The onset and progression of periodontitis are closely related to metabolic reprogramming in the periodontal microenvironment, with osteoclasts playing a critical role in tissue destruction. Single-cell RNA Sequencing (scRNA-seq) of periodontal tissues from healthy individuals and patients with severe chronic periodontitis revealed a significant increase in the expression of mitochondrial-related genes during osteoclast differentiation, suggesting the critical role of mitochondrial function in this process. This study investigates the potential of the novel mitoribosome-targeting Antibiotic radezolid in inhibiting osteoclast differentiation. In vitro experiments showed that radezolid significantly suppressed osteoclast differentiation in RAW264.7 and bone marrow-derived macrophage (BMM) cells, and further analysis using flow cytometry and electron microscopy confirmed its inhibitory effect on mitochondrial function. Additionally, the addition of pyruvate was able to restore the NAD⁺/NADH ratio in the cells and partially reversed the inhibitory effects induced by radezolid.
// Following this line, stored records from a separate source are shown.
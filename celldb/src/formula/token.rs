use crate::error::{CellDbError, Result};
use std::fmt;

/// Operators recognized by the tokenizer. `and`/`or`/`not` lex to And/Or/Not.
#[derive(Debug, Clone, Copy, PartialEq, Eq)]
pub enum Operator {
    Or,
    And,
    Eq,
    NotEq,
    Lt,
    Gt,
    LtEq,
    GtEq,
    Plus,
    Minus,
    Star,
    Slash,
    Percent,
    Not,
}

impl Operator {
    pub fn symbol(&self) -> &'static str {
        match self {
            Operator::Or => "||",
            Operator::And => "&&",
            Operator::Eq => "==",
            Operator::NotEq => "!=",
            Operator::Lt => "<",
            Operator::Gt => ">",
            Operator::LtEq => "<=",
            Operator::GtEq => ">=",
            Operator::Plus => "+",
            Operator::Minus => "-",
            Operator::Star => "*",
            Operator::Slash => "/",
            Operator::Percent => "%",
            Operator::Not => "!",
        }
    }
}

#[derive(Debug, Clone, PartialEq)]
pub enum TokenKind {
    Number(f64),
    Str(String),
    Bool(bool),
    Ident(String),
    /// A `backtick quoted` column name. Never treated as a function name.
    QuotedIdent(String),
    LParen,
    RParen,
    Comma,
    Op(Operator),
}

impl fmt::Display for TokenKind {
    fn fmt(&self, f: &mut fmt::Formatter<'_>) -> fmt::Result {
        match self {
            TokenKind::Number(n) => write!(f, "{n}"),
            TokenKind::Str(s) => write!(f, "\"{s}\""),
            TokenKind::Bool(b) => write!(f, "{b}"),
            TokenKind::Ident(name) => write!(f, "{name}"),
            TokenKind::QuotedIdent(name) => write!(f, "`{name}`"),
            TokenKind::LParen => write!(f, "("),
            TokenKind::RParen => write!(f, ")"),
            TokenKind::Comma => write!(f, ","),
            TokenKind::Op(op) => write!(f, "{}", op.symbol()),
        }
    }
}

/// A token and the character offset it starts at
#[derive(Debug, Clone, PartialEq)]
pub struct Token {
    pub kind: TokenKind,
    pub position: usize,
}

/// Split a formula into tokens.
pub fn tokenize(input: &str) -> Result<Vec<Token>> {
    let chars: Vec<char> = input.chars().collect();
    let mut tokens = Vec::new();
    let mut i = 0;

    while i < chars.len() {
        let c = chars[i];
        let start = i;

        if c.is_whitespace() {
            i += 1;
            continue;
        }

        if c.is_ascii_digit() || (c == '.' && chars.get(i + 1).is_some_and(|n| n.is_ascii_digit())) {
            while i < chars.len() && (chars[i].is_ascii_digit() || chars[i] == '.') {
                i += 1;
            }
            let text: String = chars[start..i].iter().collect();
            let value = text.parse::<f64>().map_err(|_| CellDbError::Tokenize {
                message: format!("Invalid number '{text}'"),
                position: start,
            })?;
            tokens.push(Token {
                kind: TokenKind::Number(value),
                position: start,
            });
            continue;
        }

        if c == '"' || c == '\'' {
            let (value, next) = read_string(&chars, i, c)?;
            tokens.push(Token {
                kind: TokenKind::Str(value),
                position: start,
            });
            i = next;
            continue;
        }

        if c == '`' {
            let close = chars[i + 1..]
                .iter()
                .position(|&ch| ch == '`')
                .ok_or_else(|| CellDbError::Tokenize {
                    message: "Unterminated quoted identifier".to_string(),
                    position: start,
                })?;
            let name: String = chars[i + 1..i + 1 + close].iter().collect();
            tokens.push(Token {
                kind: TokenKind::QuotedIdent(name),
                position: start,
            });
            i += close + 2;
            continue;
        }

        if c.is_alphabetic() || c == '_' {
            while i < chars.len() && (chars[i].is_alphanumeric() || chars[i] == '_') {
                i += 1;
            }
            let word: String = chars[start..i].iter().collect();
            let kind = match word.as_str() {
                "and" => TokenKind::Op(Operator::And),
                "or" => TokenKind::Op(Operator::Or),
                "not" => TokenKind::Op(Operator::Not),
                "true" => TokenKind::Bool(true),
                "false" => TokenKind::Bool(false),
                _ => TokenKind::Ident(word),
            };
            tokens.push(Token {
                kind,
                position: start,
            });
            continue;
        }

        let two = chars.get(i + 1).map(|&n| (c, n));
        let double = match two {
            Some(('=', '=')) => Some(Operator::Eq),
            Some(('!', '=')) => Some(Operator::NotEq),
            Some(('<', '=')) => Some(Operator::LtEq),
            Some(('>', '=')) => Some(Operator::GtEq),
            Some(('&', '&')) => Some(Operator::And),
            Some(('|', '|')) => Some(Operator::Or),
            _ => None,
        };
        if let Some(op) = double {
            tokens.push(Token {
                kind: TokenKind::Op(op),
                position: start,
            });
            i += 2;
            continue;
        }

        let kind = match c {
            '(' => TokenKind::LParen,
            ')' => TokenKind::RParen,
            ',' => TokenKind::Comma,
            '+' => TokenKind::Op(Operator::Plus),
            '-' => TokenKind::Op(Operator::Minus),
            '*' => TokenKind::Op(Operator::Star),
            '/' => TokenKind::Op(Operator::Slash),
            '%' => TokenKind::Op(Operator::Percent),
            '<' => TokenKind::Op(Operator::Lt),
            '>' => TokenKind::Op(Operator::Gt),
            '!' => TokenKind::Op(Operator::Not),
            other => {
                return Err(CellDbError::Tokenize {
                    message: format!("Unexpected character '{other}'"),
                    position: start,
                })
            }
        };
        tokens.push(Token {
            kind,
            position: start,
        });
        i += 1;
    }

    Ok(tokens)
}

/// Read a quoted string starting at `start`. Returns the unescaped value and the
/// index just past the closing quote.
fn read_string(chars: &[char], start: usize, quote: char) -> Result<(String, usize)> {
    let mut value = String::new();
    let mut i = start + 1;

    while i < chars.len() {
        match chars[i] {
            '\\' => {
                let escaped = chars.get(i + 1).ok_or_else(|| CellDbError::Tokenize {
                    message: "Unterminated string".to_string(),
                    position: start,
                })?;
                value.push(match escaped {
                    'n' => '\n',
                    't' => '\t',
                    'r' => '\r',
                    other => *other,
                });
                i += 2;
            }
            c if c == quote => return Ok((value, i + 1)),
            c => {
                value.push(c);
                i += 1;
            }
        }
    }

    Err(CellDbError::Tokenize {
        message: "Unterminated string".to_string(),
        position: start,
    })
}

#[cfg(test)]
mod tests {
    use super::*;

    fn kinds(input: &str) -> Vec<TokenKind> {
        tokenize(input).unwrap().into_iter().map(|t| t.kind).collect()
    }

    #[test]
    fn test_tokenize_arithmetic() {
        assert_eq!(
            kinds("2 + 3.5*x"),
            vec![
                TokenKind::Number(2.0),
                TokenKind::Op(Operator::Plus),
                TokenKind::Number(3.5),
                TokenKind::Op(Operator::Star),
                TokenKind::Ident("x".into()),
            ]
        );
    }

    #[test]
    fn test_tokenize_keywords_and_two_char_operators() {
        assert_eq!(
            kinds("a >= 1 and not b || true != false"),
            vec![
                TokenKind::Ident("a".into()),
                TokenKind::Op(Operator::GtEq),
                TokenKind::Number(1.0),
                TokenKind::Op(Operator::And),
                TokenKind::Op(Operator::Not),
                TokenKind::Ident("b".into()),
                TokenKind::Op(Operator::Or),
                TokenKind::Bool(true),
                TokenKind::Op(Operator::NotEq),
                TokenKind::Bool(false),
            ]
        );
    }

    #[test]
    fn test_tokenize_strings_and_escapes() {
        assert_eq!(
            kinds(r#""say \"hi\"" 'it\'s'"#),
            vec![
                TokenKind::Str("say \"hi\"".into()),
                TokenKind::Str("it's".into()),
            ]
        );
    }

    #[test]
    fn test_tokenize_backtick_identifier() {
        let tokens = tokenize("`Due Date` + 1").unwrap();
        assert_eq!(tokens[0].kind, TokenKind::QuotedIdent("Due Date".into()));
        assert_eq!(tokens[1].position, 11);
    }

    #[test]
    fn test_tokenize_unknown_character() {
        match tokenize("1 + $") {
            Err(CellDbError::Tokenize { message, position }) => {
                assert!(message.contains('$'));
                assert_eq!(position, 4);
            }
            other => panic!("expected tokenize error, got {other:?}"),
        }
        assert!(tokenize("a = b").is_err());
    }

    #[test]
    fn test_tokenize_unterminated() {
        assert!(tokenize("\"abc").is_err());
        assert!(tokenize("`abc").is_err());
        assert!(tokenize("1.2.3").is_err());
    }
}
Finally, a rat model of periodontitis was used to validate the therapeutic potential of radezolid in inhibiting the progression of periodontitis. Taken together, these results suggest that radezolid, through targeting mitochondrial function, offers a novel therapeutic strategy for periodontitis treatment.

Radezolid; energy metabolism; mitochondrial ribosome; osteoclasts; periodontitis.